Neeraja and Radhika were subsequently put in touch with Thanushree, Samarth’s field mobiliser, who is from the Hijra community. They are provided with food three times a day and emotional support by Thanushree. Mangala, another Samarth counsellor is in regular follow up with them to identify if they have any requirement for further assistance. They now help Thanushree distribute food for the destitute on behalf of Samarth.
All of them express their gratitude for being supported in an hour of danger and crisis, such as this. They have promised to volunteer with Samarth in every opportunity possible, as a way of expressing gratitude. Rohan could see the happiness that lit up their faces when they were finally with their own people. It was an emotional experience of witnessing the power of togetherness and the concept of chosen families. Especially when someone comes from marginalised community from an already oppressed section.

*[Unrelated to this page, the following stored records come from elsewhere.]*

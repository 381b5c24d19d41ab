//! Filter operators and their evaluation against field values.
//!
//! # Design Decisions
//! - Text comparisons ignore case
//! - Numbers compare numerically; numeric strings are accepted as operands
//! - List fields match when any item matches
//! - Only `$ne`, `$nin` and `$exists: false` can match an absent field

use std::cmp::Ordering;
use std::fmt;

use regex::{Regex, RegexBuilder};
use serde_json::{Map, Value};

use crate::model::FieldValue;
use crate::query::error::QueryError;

const REGEX_SIZE_LIMIT: usize = 1 << 20;

#[derive(Debug, Clone, Copy, PartialEq, Eq)]
pub enum Operator {
    Eq,
    Ne,
    In,
    Nin,
    Gt,
    Gte,
    Lt,
    Lte,
    Regex,
    Exists,
    Contains,
}

impl Operator {
    pub const ALL: [Operator; 11] = [
        Operator::Eq,
        Operator::Ne,
        Operator::In,
        Operator::Nin,
        Operator::Gt,
        Operator::Gte,
        Operator::Lt,
        Operator::Lte,
        Operator::Regex,
        Operator::Exists,
        Operator::Contains,
    ];

    pub fn symbol(self) -> &'static str {
        match self {
            Operator::Eq => "$eq",
            Operator::Ne => "$ne",
            Operator::In => "$in",
            Operator::Nin => "$nin",
            Operator::Gt => "$gt",
            Operator::Gte => "$gte",
            Operator::Lt => "$lt",
            Operator::Lte => "$lte",
            Operator::Regex => "$regex",
            Operator::Exists => "$exists",
            Operator::Contains => "$contains",
        }
    }

    pub fn parse(symbol: &str) -> Result<Self, QueryError> {
        Operator::ALL
            .into_iter()
            .find(|op| op.symbol() == symbol)
            .ok_or_else(|| QueryError::InvalidOperator {
                operator: symbol.to_string(),
                supported: Operator::ALL.map(Operator::symbol).join(", "),
            })
    }
}

impl fmt::Display for Operator {
    fn fmt(&self, f: &mut fmt::Formatter<'_>) -> fmt::Result {
        f.write_str(self.symbol())
    }
}

/// A scalar operand.
#[derive(Debug, Clone, PartialEq)]
pub enum Scalar {
    Null,
    Bool(bool),
    Number(f64),
    Text(String),
}

impl Scalar {
    fn from_json(operator: Operator, value: &Value) -> Result<Self, QueryError> {
        match value {
            Value::Null => Ok(Scalar::Null),
            Value::Bool(b) => Ok(Scalar::Bool(*b)),
            Value::Number(n) => n
                .as_f64()
                .map(Scalar::Number)
                .ok_or_else(|| invalid_operand(operator, "number out of range")),
            Value::String(s) => Ok(Scalar::Text(s.clone())),
            Value::Array(_) | Value::Object(_) => {
                Err(invalid_operand(operator, "expected a string, number, boolean or null"))
            }
        }
    }

    /// Equality against a single (non-list) field value.
    fn equals(&self, value: &FieldValue<'_>) -> bool {
        match self {
            Scalar::Null => false,
            Scalar::Number(m) => value.as_number().is_some_and(|n| n == *m),
            Scalar::Text(t) => match (value, parse_operand_number(t)) {
                (FieldValue::Number(n), Some(m)) => *n == m,
                (FieldValue::Number(_), None) => false,
                _ => fold(&value.as_text()) == fold(t),
            },
            Scalar::Bool(b) => fold(&value.as_text()) == b.to_string(),
        }
    }

    fn compare(&self, value: &FieldValue<'_>) -> Option<Ordering> {
        match self {
            Scalar::Number(m) => value.as_number().and_then(|n| n.partial_cmp(m)),
            Scalar::Text(t) => match (value.as_number(), parse_operand_number(t)) {
                (Some(n), Some(m)) => n.partial_cmp(&m),
                _ => match value {
                    FieldValue::Text(text) => Some(fold(text).cmp(&fold(t))),
                    _ => None,
                },
            },
            Scalar::Null | Scalar::Bool(_) => None,
        }
    }
}

#[derive(Debug, Clone)]
enum Operand {
    Scalar(Scalar),
    Set(Vec<Scalar>),
    Pattern(Regex),
    Flag(bool),
    Needle(String),
}

/// One operator applied to one field.
#[derive(Debug, Clone)]
pub struct Condition {
    operator: Operator,
    operand: Operand,
    raw: Value,
}

impl Condition {
    /// Validate an operand for `operator`.
    pub fn new(operator: Operator, raw: &Value) -> Result<Self, QueryError> {
        let operand = match operator {
            Operator::Eq | Operator::Ne => Operand::Scalar(Scalar::from_json(operator, raw)?),
            Operator::Gt | Operator::Gte | Operator::Lt | Operator::Lte => match raw {
                Value::Number(_) | Value::String(_) => {
                    Operand::Scalar(Scalar::from_json(operator, raw)?)
                }
                _ => return Err(invalid_operand(operator, "expected a number or string")),
            },
            Operator::In | Operator::Nin => match raw {
                Value::Array(items) => Operand::Set(
                    items
                        .iter()
                        .map(|item| Scalar::from_json(operator, item))
                        .collect::<Result<_, _>>()?,
                ),
                _ => return Err(invalid_operand(operator, "expected an array")),
            },
            Operator::Regex => match raw {
                Value::String(pattern) => Operand::Pattern(
                    RegexBuilder::new(pattern)
                        .case_insensitive(true)
                        .size_limit(REGEX_SIZE_LIMIT)
                        .build()
                        .map_err(|e| QueryError::InvalidRegex {
                            pattern: pattern.clone(),
                            reason: e.to_string(),
                        })?,
                ),
                _ => return Err(invalid_operand(operator, "expected a pattern string")),
            },
            Operator::Exists => match raw {
                Value::Bool(flag) => Operand::Flag(*flag),
                _ => return Err(invalid_operand(operator, "expected true or false")),
            },
            Operator::Contains => match raw {
                Value::String(s) => Operand::Needle(fold(s)),
                Value::Number(n) => Operand::Needle(n.to_string()),
                _ => return Err(invalid_operand(operator, "expected a string or number")),
            },
        };
        Ok(Self {
            operator,
            operand,
            raw: raw.clone(),
        })
    }

    pub fn operator(&self) -> Operator {
        self.operator
    }

    /// Evaluate against a field; `None` is an absent or blank field.
    pub fn matches(&self, value: Option<&FieldValue<'_>>) -> bool {
        match (&self.operand, self.operator) {
            (Operand::Flag(want), _) => value.is_some() == *want,
            (Operand::Scalar(s), Operator::Eq) => eq(s, value),
            (Operand::Scalar(s), Operator::Ne) => !eq(s, value),
            (Operand::Set(items), Operator::In) => items.iter().any(|s| eq(s, value)),
            (Operand::Set(items), Operator::Nin) => !items.iter().any(|s| eq(s, value)),
            (Operand::Scalar(s), op) => value.is_some_and(|v| {
                any_item(v, |item| {
                    s.compare(item).is_some_and(|ord| match op {
                        Operator::Gt => ord == Ordering::Greater,
                        Operator::Gte => ord != Ordering::Less,
                        Operator::Lt => ord == Ordering::Less,
                        Operator::Lte => ord != Ordering::Greater,
                        _ => false,
                    })
                })
            }),
            (Operand::Pattern(re), _) => {
                value.is_some_and(|v| any_item(v, |item| re.is_match(&item.as_text())))
            }
            (Operand::Needle(needle), _) => {
                value.is_some_and(|v| any_item(v, |item| fold(&item.as_text()).contains(needle.as_str())))
            }
            (Operand::Set(_), _) => false,
        }
    }

    /// `{"$op": operand}` as supplied.
    pub fn to_json(&self) -> Value {
        let mut map = Map::new();
        map.insert(self.operator.symbol().to_string(), self.raw.clone());
        Value::Object(map)
    }
}

fn eq(scalar: &Scalar, value: Option<&FieldValue<'_>>) -> bool {
    match value {
        None => *scalar == Scalar::Null,
        Some(v) => any_item(v, |item| scalar.equals(item)),
    }
}

fn any_item(value: &FieldValue<'_>, pred: impl Fn(&FieldValue<'_>) -> bool) -> bool {
    value.items().iter().any(pred)
}

fn fold(text: &str) -> String {
    text.trim().to_lowercase()
}

fn parse_operand_number(text: &str) -> Option<f64> {
    text.trim().parse::<f64>().ok().filter(|n| n.is_finite())
}

fn invalid_operand(operator: Operator, reason: &str) -> QueryError {
    QueryError::InvalidOperand {
        operator: operator.symbol().to_string(),
        reason: reason.to_string(),
    }
}
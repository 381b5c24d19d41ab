//! Response shaping for matched plants.

use std::fmt;
use std::str::FromStr;

use serde::Serialize;
use serde_json::{json, Value};

use crate::garden::PlantView;
use crate::query::error::QueryError;

/// How much of each matched plant to return.
#[derive(Debug, Clone, Copy, PartialEq, Eq, Default, Serialize)]
#[serde(rename_all = "snake_case")]
pub enum ResponseFormat {
    #[default]
    Summary,
    Detailed,
    Minimal,
    IdsOnly,
}

impl ResponseFormat {
    pub const ALL: [ResponseFormat; 4] = [
        ResponseFormat::Summary,
        ResponseFormat::Detailed,
        ResponseFormat::Minimal,
        ResponseFormat::IdsOnly,
    ];

    pub fn name(self) -> &'static str {
        match self {
            ResponseFormat::Summary => "summary",
            ResponseFormat::Detailed => "detailed",
            ResponseFormat::Minimal => "minimal",
            ResponseFormat::IdsOnly => "ids_only",
        }
    }

    /// Render one plant in this format.
    pub fn shape(self, view: &PlantView<'_>) -> Value {
        match self {
            ResponseFormat::Summary => summary(view),
            ResponseFormat::Detailed => view.to_json(),
            ResponseFormat::Minimal => json!({
                "plant_name": view.plant.plant_name,
                "locations": view
                    .placements
                    .iter()
                    .map(|p| p.location.location_name.as_str())
                    .collect::<Vec<_>>(),
            }),
            ResponseFormat::IdsOnly => json!(view.plant.plant_id),
        }
    }
}

impl FromStr for ResponseFormat {
    type Err = QueryError;

    fn from_str(s: &str) -> Result<Self, Self::Err> {
        let wanted = s.trim().to_lowercase();
        ResponseFormat::ALL
            .into_iter()
            .find(|f| f.name() == wanted)
            .ok_or_else(|| QueryError::InvalidResponseFormat(s.to_string()))
    }
}

impl fmt::Display for ResponseFormat {
    fn fmt(&self, f: &mut fmt::Formatter<'_>) -> fmt::Result {
        f.write_str(self.name())
    }
}

fn summary(view: &PlantView<'_>) -> Value {
    let locations: Vec<Value> = view
        .placements
        .iter()
        .map(|p| {
            json!({
                "location_id": p.location.location_id,
                "location_name": p.location.location_name,
                "total_sun_hours": p.location.total_sun_hours,
                "containers": p
                    .containers
                    .iter()
                    .map(|c| json!({
                        "container_id": c.container_id,
                        "type": c.container_type,
                        "size": c.container_size,
                        "material": c.container_material,
                    }))
                    .collect::<Vec<_>>(),
            })
        })
        .collect();

    json!({
        "plant_id": view.plant.plant_id,
        "plant_name": view.plant.plant_name,
        "description": view.plant.description,
        "locations": locations,
    })
}

#[cfg(test)]
mod tests {
    use super::*;
    use crate::garden::fixtures;

    #[test]
    fn test_parse_is_case_insensitive() {
        assert_eq!("IDS_ONLY".parse::<ResponseFormat>().unwrap(), ResponseFormat::IdsOnly);
        assert_eq!(" detailed ".parse::<ResponseFormat>().unwrap(), ResponseFormat::Detailed);
        let err = "verbose".parse::<ResponseFormat>().unwrap_err();
        assert_eq!(err.kind(), "invalid_response_format");
    }

    #[test]
    fn test_shapes() {
        let garden = fixtures::garden();
        let view = PlantView::resolve(&garden, garden.plant("2").unwrap());

        let summary = ResponseFormat::Summary.shape(&view);
        assert_eq!(summary["plant_name"], "Basil");
        assert_eq!(summary["locations"][0]["location_name"], "Patio");
        assert_eq!(summary["locations"][0]["total_sun_hours"], 7.0);
        assert_eq!(summary["locations"][1]["containers"][0]["type"], "Window Box");
        assert!(summary.get("light_requirements").is_none());

        let detailed = ResponseFormat::Detailed.shape(&view);
        assert_eq!(detailed["light_requirements"], "Full Sun");
        assert_eq!(detailed["locations"][0]["morning_sun_hours"], 2.0);
        assert_eq!(detailed["locations"][1]["containers"][0]["container_material"], "Plastic");

        assert_eq!(
            ResponseFormat::Minimal.shape(&view),
            json!({"plant_name": "Basil", "locations": ["Patio", "Kitchen Window"]})
        );
        assert_eq!(ResponseFormat::IdsOnly.shape(&view), json!("2"));
    }

    #[test]
    fn test_serializes_snake_case() {
        assert_eq!(json!(ResponseFormat::IdsOnly), json!("ids_only"));
    }
}
//! Metrics collection and exposition.
//!
//! # Metrics
//! - `garden_requests_total` (counter): requests by method, route, status
//! - `garden_request_duration_seconds` (histogram): latency distribution
//! - `garden_query_matches` (histogram): plants matched per query
//! - `garden_rate_limited_total` (counter): rejected requests
//! - `garden_store_errors_total` (counter): failed store operations

use std::net::SocketAddr;
use std::time::Instant;

use metrics_exporter_prometheus::PrometheusBuilder;

/// Start the Prometheus scrape listener.
pub fn init_metrics(addr: SocketAddr) {
    match PrometheusBuilder::new().with_http_listener(addr).install() {
        Ok(()) => tracing::info!(address = %addr, "Metrics exporter listening"),
        Err(e) => tracing::error!(error = %e, "Failed to install metrics exporter"),
    }
}

pub fn record_request(method: &str, route: &str, status: u16, start: Instant) {
    let labels = [
        ("method", method.to_string()),
        ("route", route.to_string()),
        ("status", status.to_string()),
    ];
    metrics::counter!("garden_requests_total", &labels).increment(1);
    metrics::histogram!("garden_request_duration_seconds", &labels)
        .record(start.elapsed().as_secs_f64());
}

pub fn record_query(endpoint: &str, format: &str, matches: usize) {
    metrics::histogram!(
        "garden_query_matches",
        "endpoint" => endpoint.to_string(),
        "format" => format.to_string()
    )
    .record(matches as f64);
}

pub fn record_rate_limited(reason: &'static str) {
    metrics::counter!("garden_rate_limited_total", "reason" => reason).increment(1);
}

pub fn record_store_error(operation: &'static str) {
    metrics::counter!("garden_store_errors_total", "operation" => operation).increment(1);
}
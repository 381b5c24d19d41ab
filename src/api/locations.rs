use axum::{
    body::Bytes,
    extract::{rejection::BytesRejection, Path, State},
    http::StatusCode,
    Json,
};
use serde_json::{json, Value};

use crate::garden::{CatalogError, LocationInput, LocationView};
use crate::http::request::{decode_input, json_body};
use crate::http::server::AppState;
use crate::http::ApiError;
use crate::model::{Location, Table};

pub async fn list(State(state): State<AppState>) -> Result<Json<Value>, ApiError> {
    let garden = state.catalog.garden().await?;
    Ok(Json(json!({
        "count": garden.locations.len(),
        "locations": garden.locations,
    })))
}

/// A location with the containers placed there and their plants.
pub async fn get(
    State(state): State<AppState>,
    Path(id): Path<String>,
) -> Result<Json<Value>, ApiError> {
    let garden = state.catalog.garden().await?;
    let location = garden.location(&id).ok_or_else(|| CatalogError::NotFound {
        table: Table::Locations,
        key: id.clone(),
    })?;
    Ok(Json(LocationView::resolve(&garden, location).to_json()))
}

pub async fn create(
    State(state): State<AppState>,
    body: Result<Bytes, BytesRejection>,
) -> Result<(StatusCode, Json<Location>), ApiError> {
    let input: LocationInput = decode_input(json_body(body, state.max_body_bytes)?)?;
    let location = state.catalog.create_location(input).await?;
    Ok((StatusCode::CREATED, Json(location)))
}

pub async fn update(
    State(state): State<AppState>,
    Path(id): Path<String>,
    body: Result<Bytes, BytesRejection>,
) -> Result<Json<Location>, ApiError> {
    let input: LocationInput = decode_input(json_body(body, state.max_body_bytes)?)?;
    let location = state.catalog.update_location(&id, input).await?;
    Ok(Json(location))
}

For Rohan, this is a crucial reminder of the community’s ability to empower and support unconditionally, as long as they stand together. This being the key motto of Samarth Bangalore, the impact of this crisis has left ripples of change in the way NGO’s need to function and have brought forth the importance of being there for each other. Interestingly, Rohan also saw how Samarth had become a name and an identity across different sections of the queer spectrum, demonstrating the dire need of platforms like Samarth to exist in places like Bangalore.
Alliance India’s Samarth Project is a community-led programme on HIV screening and treatment linkage for men who have sex with men (MSM) and the transgender (TG) communities. The programme is being implemented in six sites of priority states of India that includes South Delhi (Delhi NCR), Hyderabad (Telangana), Bangalore (Karnataka), Jalandhar (Punjab), Vadodara (Gujarat) and Hooghly (West Bengal). Acknowledged as a successful community-based HIV screening model in the country, the programme has screened more than 11,000 MSM and TG people during the first phase (June 2016 -September 2019). In the second phase (starting from October 2019), Samarth is aiming to establish differential service approach for more at-risk MSM and TG communities with higher risk association (multiple sex partners, substance use and susceptible to violence).